A small-scale story depicted with a ponderous, inert sort of pictorial handsomeness, "Raggedy Man" doesn't have much dramatic or esthetic "dimension" to lose transposed to the miniaturized TV format. Although it's tricked out with gratuitous and ultimately ruinous gothic gimmicks, William Witliff's minimal screenplay recalls the wistful little romances in small-town southwestern settings that Horton Foote more or less patented during the heyday of live TV drama. Witliff even borrows from a Foote movie credit--the screenplay of "To Kill a Mockingbird"--for his awkwardly shadowy title character, who functions much like the deceptive Boo. A freaky outcast on the outskirts of the plot, Mr. Raggedy is revealed to be a devoted protector when he rescues the heroine and her children from the filthy Triplett Brothers. (The most impressive performance is contributed by William Sanderson, a young character actor cast as a small-town degenerate named Calvin Triplett. Tracey Walter joins Sanderson as the lesser of two evils.)
Sissy Spacek's character, Nita Longley, has found temporary refuge for herself and her kids (the gravely compelling Henry Thomas--now being celebrated as the young protagonist in "E.T."--and the expendably cutesy Carey Hollis Jr.) in a barren little town, circa 1944, after being wronged by her man. The principal events are supposed to take place within a few days, a time period that seems infinite because of the monotonous, lead-footed exposition. Nita's unhappy marital history is outrageously skimpy, for tactical reasons that become obvious at the conclusion. The plot merely sets up a "surprise" twist so lame (and, in retrospect, so shamelessly masochistic) that maximum concealment is essential.
One is accustomed to the sorry spectacle of filmmakers who miscalculate by overreaching. Spacek and Fisk, who are married, seem to go wrong on "Raggedy Man" by underreaching. This was Spacek's first project after winning an Oscar for "Coal Miner's Daughter," and it was Fisk's first directing effort, following an impressive career as a production designer on pictures like "Phantom of the Paradise," "Carrie" and "Movie Movie." The Witliff script must have looked like a compact, manageable opportunity, something nice and modest that the Fisks could do together. They could even do it in Spacek's native Texas. Regrettably, they overrated the quality of the material, which proves too flimsy to supply the star with an adequate role or the director with an adequate plot.
Perhaps Spacek was carried away by a couple of set-piece speeches in which Nita appears to anticipate Women's Liberation by telling off her insensitive, exploitative boss. It would have been more astute to envision Nita as a struggling young mother smart and resourceful enough to figure out that the opportunities might be greater in nearby Corpus Christi or San Antonio. What's she doing in sleepy little Gregory for the duration, anyway? She has no family there. She doesn't even have women acquaintances to talk to. When Nita's one-time lover, Teddy (Eric Roberts), takes the boys to an amusement park and movie in Corpus Christi, it's evidently the first such treat of their lives.

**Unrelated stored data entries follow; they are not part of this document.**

/// Lowercase markers browsers put into the title of a private window.
pub const PRIVATE_INDICATORS: [&str; 4] =
    ["inprivate", "incognito", "private browsing", "private window"];

/// Whether the window title belongs to a private browsing session.
pub fn is_private(window_title: &str) -> bool {
    let title = window_title.to_lowercase();
    PRIVATE_INDICATORS
        .iter()
        .any(|indicator| title.contains(indicator))
}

Far from taking charge of her life in some heroic fashion, Nita is a peculiar combination of dim bulb and bump-on-a-log. There's nothing much going on in Gregory, but even less in her upper story. Ultimately, the unveiling of Mr. Raggedy makes a mockery of the assertive speechifying. If he's who he's supposed to be, Nita has to be a colossal stupe.
As long as Witliff was on the scene, working as a second unit director yet, it seems a pity he wasn't pressed into service in his original capacity. "Raggedy Man" is starved for scenes that might fill out our scanty store of information--for example, a little more about the marriage, the love affair, her identity as a mother. Even the location needs to be filled out, since one forms the misimpression that Gregory is not so much a small town as a ghost town. Next time, the Fisks owe it to themselves to bite off enough material to chew.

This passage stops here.